### Task details:
Give every line from the entries that contains "DbPool".

### Data shown:
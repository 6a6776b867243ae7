//! Embedded PostgreSQL for the Diesel adapter suites.
//!
//! One cluster is shared per test binary. Every test gets its own temporary
//! database with the application's migrations applied through
//! [`run_migrations`], so the schema under test is exactly the one `main`
//! installs.

use std::time::Duration;

use pawresq::outbound::persistence::{DbPool, PoolConfig, run_migrations};
use pg_embedded_setup_unpriv::{ClusterHandle, TemporaryDatabase};
use tokio::runtime::Runtime;

const SHARED_CLUSTER_RETRIES: usize = 5;
const SHARED_CLUSTER_RETRY_DELAY: Duration = Duration::from_millis(500);

/// A migrated temporary database and a small pool over it.
///
/// The database is dropped with this value, so keep it alive for the test.
pub struct MigratedDatabase {
    pub runtime: Runtime,
    pub pool: DbPool,
    _database: TemporaryDatabase,
}

fn shared_cluster() -> Result<&'static ClusterHandle, String> {
    let mut attempt = 1;
    loop {
        match pg_embedded_setup_unpriv::test_support::shared_cluster_handle() {
            Ok(handle) => return Ok(handle),
            Err(error) if attempt < SHARED_CLUSTER_RETRIES => {
                eprintln!("pg-embed: attempt {attempt}/{SHARED_CLUSTER_RETRIES} failed: {error:?}");
                std::thread::sleep(SHARED_CLUSTER_RETRY_DELAY);
                attempt += 1;
            }
            Err(error) => return Err(format!("{error:?}")),
        }
    }
}

/// Provision a fresh database on the shared cluster and bring its schema up
/// to date.
pub fn migrated_database() -> Result<MigratedDatabase, String> {
    let runtime = Runtime::new().map_err(|err| err.to_string())?;
    let cluster = shared_cluster()?;
    let database = cluster
        .temporary_database(format!("test_{}", uuid::Uuid::new_v4().simple()))
        .map_err(|err| format!("create database: {err:?}"))?;
    let url = database.url().to_string();

    let pool = runtime.block_on(async {
        run_migrations(&url).await.map_err(|err| err.to_string())?;
        let config = PoolConfig::new(url.as_str())
            .with_max_size(4)
            .with_min_idle(Some(1));
        DbPool::new(config).await.map_err(|err| err.to_string())
    })?;

    Ok(MigratedDatabase {
        runtime,
        pool,
        _database: database,
    })
}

### Response box:
use pawresq::outbound::persistence::{DbPool, PoolConfig, run_migrations};
    pub pool: DbPool,
        DbPool::new(config).await.map_err(|err| err.to_string())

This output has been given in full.